Paper No. 15-8
Presentation Time: 4:05 PM
FAULTS AND FOLDS OF THE CRATONIC PLATFORM ALONG THE BOUNDARY BETWEEN THE OZARK DOME AND ILLINOIS BASIN: LINKING STRUCTURE TO TOPOGRAPHY AND TECTONIC HISTORY
A compilation of structures along the boundary between the Ozark Dome and the Illinois Basin on a digital elevation model (DEM) emphasizes that the mapped fault and fold traces in this portion of the cratonic platform display a rectilinear pattern. Two structural trends dominate (E-W to NW-SE and N-S- to NE-SW). This pattern suggests that the Ozark Plateau is a tilted crustal block, similar to the East Kaibab Plateau of Arizona. By making slight adjustments to the map location of some structures (assuming hand-drawn maps are not perfectly geo-referenced), they correlate with distinct topographic features. This association indicates that bedrock structure controls the details of topography. Patterns of the DEM also hint that the Eureka-House Springs structure (EHSS) links along strike, in the subsurface, with the Valmeyer monocline, and perhaps the Cottage Grove fault. In fact, taken together, this set of structures parallels the Ste. Genevieve Fault Zone (SGFZ) and control the trend of a reach of the Mississippi River. Cross-sections based on photomosaics of roadcuts crossing a monocline of the EHSS indicate that, at the surface, the fold faces SW (i.e., SW side down), and has a total stratigraphic throw at ground level of less than 90 m.

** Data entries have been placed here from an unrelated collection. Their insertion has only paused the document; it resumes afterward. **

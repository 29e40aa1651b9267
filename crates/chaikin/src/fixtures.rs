//! Canonical test meshes.

use glam::DVec3;

pub type Mesh = (Vec<DVec3>, Vec<Vec<usize>>);

fn points(coords: &[[f64; 3]]) -> Vec<DVec3> {
    coords.iter().map(|&c| DVec3::from_array(c)).collect()
}

/// Unit cube spanning the origin to (1, 1, 1)
pub fn cube() -> Mesh {
    let vertices = points(&[
        [0.0, 0.0, 0.0],
        [1.0, 0.0, 0.0],
        [1.0, 1.0, 0.0],
        [0.0, 1.0, 0.0],
        [0.0, 0.0, 1.0],
        [1.0, 0.0, 1.0],
        [1.0, 1.0, 1.0],
        [0.0, 1.0, 1.0],
    ]);
    let faces = vec![
        vec![0, 3, 2, 1],
        vec![4, 5, 6, 7],
        vec![0, 1, 5, 4],
        vec![1, 2, 6, 5],
        vec![2, 3, 7, 6],
        vec![3, 0, 4, 7],
    ];
    (vertices, faces)
}

pub fn tetrahedron() -> Mesh {
    let vertices = points(&[
        [1.0, 1.0, 1.0],
        [1.0, -1.0, -1.0],
        [-1.0, 1.0, -1.0],
        [-1.0, -1.0, 1.0],
    ]);
    let faces = vec![vec![0, 1, 2], vec![0, 3, 1], vec![0, 2, 3], vec![1, 3, 2]];
    (vertices, faces)
}

/// Every vertex has degree 4, and face order does not list its edges as a fan
pub fn octahedron() -> Mesh {
    let vertices = points(&[
        [1.0, 0.0, 0.0],
        [-1.0, 0.0, 0.0],
        [0.0, 1.0, 0.0],
        [0.0, -1.0, 0.0],
        [0.0, 0.0, 1.0],
        [0.0, 0.0, -1.0],
    ]);
    let faces = vec![
        vec![4, 0, 2],
        vec![4, 2, 1],
        vec![4, 1, 3],
        vec![4, 3, 0],
        vec![5, 2, 0],
        vec![5, 1, 2],
        vec![5, 3, 1],
        vec![5, 0, 3],
    ];
    (vertices, faces)
}

/// Square base, apex of degree 4
pub fn square_pyramid() -> Mesh {
    let vertices = points(&[
        [0.0, 0.0, 0.0],
        [1.0, 0.0, 0.0],
        [1.0, 1.0, 0.0],
        [0.0, 1.0, 0.0],
        [0.5, 0.5, 1.0],
    ]);
    let faces = vec![
        vec![0, 3, 2, 1],
        vec![0, 1, 4],
        vec![1, 2, 4],
        vec![2, 3, 4],
        vec![3, 0, 4],
    ];
    (vertices, faces)
}

/// Two hexagons joined by six squares
pub fn hexagonal_prism() -> Mesh {
    let mut coords = Vec::with_capacity(12);
    for z in [0.0, 1.0] {
        for i in 0..6 {
            let angle = std::f64::consts::TAU * i as f64 / 6.0;
            coords.push([angle.cos(), angle.sin(), z]);
        }
    }
    let mut faces = vec![(0..6).rev().collect::<Vec<_>>(), (6..12).collect()];
    for i in 0..6 {
        let j = (i + 1) % 6;
        faces.push(vec![i, j, j + 6, i + 6]);
    }
    (points(&coords), faces)
}
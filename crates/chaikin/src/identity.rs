//! Identity-keyed containers.
//!
//! Nodes and groups are addressed by their arena id, never by coordinate
//! value: two distinct nodes may share a position while a mesh is being
//! built, and must stay distinct.

use std::collections::{HashMap, HashSet};

use crate::types::ArenaId;

/// Insertion-ordered set of arena ids
#[derive(Debug, Clone)]
pub struct IdSet<I: ArenaId> {
    order: Vec<I>,
    members: HashSet<I>,
}

impl<I: ArenaId> Default for IdSet<I> {
    fn default() -> Self {
        Self::new()
    }
}

impl<I: ArenaId> IdSet<I> {
    pub fn new() -> Self {
        Self {
            order: Vec::new(),
            members: HashSet::new(),
        }
    }

    pub fn with_capacity(capacity: usize) -> Self {
        Self {
            order: Vec::with_capacity(capacity),
            members: HashSet::with_capacity(capacity),
        }
    }

    /// Returns `false` if the id was already present
    pub fn insert(&mut self, id: I) -> bool {
        if self.members.insert(id) {
            self.order.push(id);
            true
        } else {
            false
        }
    }

    pub fn contains(&self, id: I) -> bool {
        self.members.contains(&id)
    }

    pub fn len(&self) -> usize {
        self.order.len()
    }

    pub fn is_empty(&self) -> bool {
        self.order.is_empty()
    }

    /// Ids in insertion order
    pub fn as_slice(&self) -> &[I] {
        &self.order
    }

    pub fn iter(&self) -> impl Iterator<Item = I> + '_ {
        self.order.iter().copied()
    }

    /// Add every id of `other` that is not present yet
    pub fn union_with(&mut self, other: &Self) {
        for id in other.iter() {
            self.insert(id);
        }
    }
}

impl<I: ArenaId> FromIterator<I> for IdSet<I> {
    fn from_iter<T: IntoIterator<Item = I>>(iter: T) -> Self {
        let mut set = Self::new();
        for id in iter {
            set.insert(id);
        }
        set
    }
}

impl<I: ArenaId> PartialEq for IdSet<I> {
    /// Set equality, insertion order is ignored
    fn eq(&self, other: &Self) -> bool {
        self.members == other.members
    }
}

impl<I: ArenaId> Eq for IdSet<I> {}

/// Map keyed by arena id
#[derive(Debug, Clone)]
pub struct IdMap<I: ArenaId, V> {
    entries: HashMap<I, V>,
}

impl<I: ArenaId, V> Default for IdMap<I, V> {
    fn default() -> Self {
        Self::new()
    }
}

impl<I: ArenaId, V> IdMap<I, V> {
    pub fn new() -> Self {
        Self {
            entries: HashMap::new(),
        }
    }

    pub fn with_capacity(capacity: usize) -> Self {
        Self {
            entries: HashMap::with_capacity(capacity),
        }
    }

    pub fn insert(&mut self, id: I, value: V) -> Option<V> {
        self.entries.insert(id, value)
    }

    pub fn get(&self, id: I) -> Option<&V> {
        self.entries.get(&id)
    }

    /// Entry for `id`, created with `V::default()` if missing
    pub fn entry_or_default(&mut self, id: I) -> &mut V
    where
        V: Default,
    {
        self.entries.entry(id).or_default()
    }
}
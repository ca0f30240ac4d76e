//! JSON persistence under ~/.flappy/, plus the key-value store holding the best score.

use crate::core::constants::HIGH_SCORE_KEY;
use serde_json::{Map, Value};
use std::fs;
use std::io;
use std::path::{Path, PathBuf};
use thiserror::Error;

/// Failures while reading or writing persisted data.
#[derive(Debug, Error)]
pub enum StoreError {
    #[error("could not determine home directory")]
    NoHomeDir,
    #[error("I/O error on {path}: {source}")]
    Io {
        path: PathBuf,
        #[source]
        source: io::Error,
    },
    #[error("invalid JSON in {path}: {source}")]
    Json {
        path: PathBuf,
        #[source]
        source: serde_json::Error,
    },
}

/// Get the ~/.flappy/ directory path, creating it if needed.
pub fn flappy_dir() -> Result<PathBuf, StoreError> {
    let dir = dirs::home_dir()
        .ok_or(StoreError::NoHomeDir)?
        .join(".flappy");
    fs::create_dir_all(&dir).map_err(|source| StoreError::Io {
        path: dir.clone(),
        source,
    })?;
    Ok(dir)
}

/// Get the full path for a file in ~/.flappy/.
pub fn save_path(filename: &str) -> Result<PathBuf, StoreError> {
    Ok(flappy_dir()?.join(filename))
}

/// Load a JSON file, returning `T::default()` if it is missing or invalid.
pub fn load_json_or_default<T: Default + serde::de::DeserializeOwned>(path: &Path) -> T {
    match fs::read_to_string(path) {
        Ok(json) => serde_json::from_str(&json).unwrap_or_else(|e| {
            log::warn!("ignoring unreadable {}: {}", path.display(), e);
            T::default()
        }),
        Err(_) => T::default(),
    }
}

/// Save a value as pretty-printed JSON, creating parent directories.
pub fn save_json<T: serde::Serialize>(path: &Path, data: &T) -> Result<(), StoreError> {
    if let Some(parent) = path.parent() {
        fs::create_dir_all(parent).map_err(|source| StoreError::Io {
            path: parent.to_path_buf(),
            source,
        })?;
    }
    let json = serde_json::to_string_pretty(data).map_err(|source| StoreError::Json {
        path: path.to_path_buf(),
        source,
    })?;
    fs::write(path, json).map_err(|source| StoreError::Io {
        path: path.to_path_buf(),
        source,
    })
}

/// Synchronous named-scalar storage, the shape of a browser's local storage.
pub trait ScoreStore {
    fn get(&self, key: &str) -> Option<f64>;
    fn set(&mut self, key: &str, value: f64) -> Result<(), StoreError>;
    fn remove(&mut self, key: &str) -> Result<(), StoreError>;

    /// Stored best score, 0 when absent.
    fn high_score(&self) -> f64 {
        self.get(HIGH_SCORE_KEY).unwrap_or(0.0)
    }

    fn set_high_score(&mut self, score: f64) -> Result<(), StoreError> {
        self.set(HIGH_SCORE_KEY, score)
    }
}

/// A JSON object on disk. Every write rewrites the whole file.
#[derive(Debug, Clone)]
pub struct JsonFileStore {
    path: PathBuf,
    entries: Map<String, Value>,
}

impl JsonFileStore {
    /// Default store at ~/.flappy/storage.json.
    pub fn open_default() -> Result<Self, StoreError> {
        Ok(Self::open(save_path("storage.json")?))
    }

    pub fn open(path: PathBuf) -> Self {
        let entries = load_json_or_default(&path);
        Self { path, entries }
    }

    pub fn path(&self) -> &Path {
        &self.path
    }

    #[cfg(test)]
    fn new_for_test() -> Self {
        use std::sync::atomic::{AtomicU64, Ordering};
        static TEST_COUNTER: AtomicU64 = AtomicU64::new(0);

        let test_id = TEST_COUNTER.fetch_add(1, Ordering::SeqCst);
        let path = std::env::temp_dir()
            .join(format!("flappy-test-{}-{}", std::process::id(), test_id))
            .join("storage.json");
        fs::remove_file(&path).ok();
        Self::open(path)
    }
}

impl ScoreStore for JsonFileStore {
    fn get(&self, key: &str) -> Option<f64> {
        match self.entries.get(key)? {
            Value::Number(n) => n.as_f64(),
            // Browsers store everything as strings
            Value::String(s) => s.trim().parse().ok(),
            _ => None,
        }
    }

    fn set(&mut self, key: &str, value: f64) -> Result<(), StoreError> {
        let number = serde_json::Number::from_f64(value).map(Value::Number);
        self.entries
            .insert(key.to_string(), number.unwrap_or(Value::Null));
        save_json(&self.path, &self.entries)
    }

    fn remove(&mut self, key: &str) -> Result<(), StoreError> {
        if self.entries.remove(key).is_some() {
            save_json(&self.path, &self.entries)?;
        }
        Ok(())
    }
}

/// In-memory store for tests and for running without a home directory.
#[derive(Debug, Clone, Default)]
pub struct MemoryStore {
    entries: std::collections::HashMap<String, f64>,
}

impl ScoreStore for MemoryStore {
    fn get(&self, key: &str) -> Option<f64> {
        self.entries.get(key).copied()
    }

    fn set(&mut self, key: &str, value: f64) -> Result<(), StoreError> {
        self.entries.insert(key.to_string(), value);
        Ok(())
    }

    fn remove(&mut self, key: &str) -> Result<(), StoreError> {
        self.entries.remove(key);
        Ok(())
    }
}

Small thrust-sense faults with displacements of less than 20 cm cut through the hinge zone of the monocline. The EHSS lies a few km SW of the NW-trending Maxville fault, which is down to the NE. This relation suggests that the EHSS forms the SW edge of a box anticline. A regional-scale synoptic cross section model of the upper crust in the study area, taking into account the facing of monoclines, suggests that the E-W- to NW-trending features are flower structures, formed above synthetic and antithetic fault splays that merge with SW-dipping transpressional master fault of the SGFZ at depth. These structures are the surface manifestation of a crustal boundary that was active multiple times during the Paleozoic, locally accumulating up to 7.5 km of vertical displacement and contributing to the uplift of the Ozark block. The OIINK array indicates that the boundary remains seismically active today. (U-Th)/He thermochronology, currently in progress, may test whether uplift of the Ozarks, perhaps accommodated by movement on the boundary, has occurred since the Paleozoic.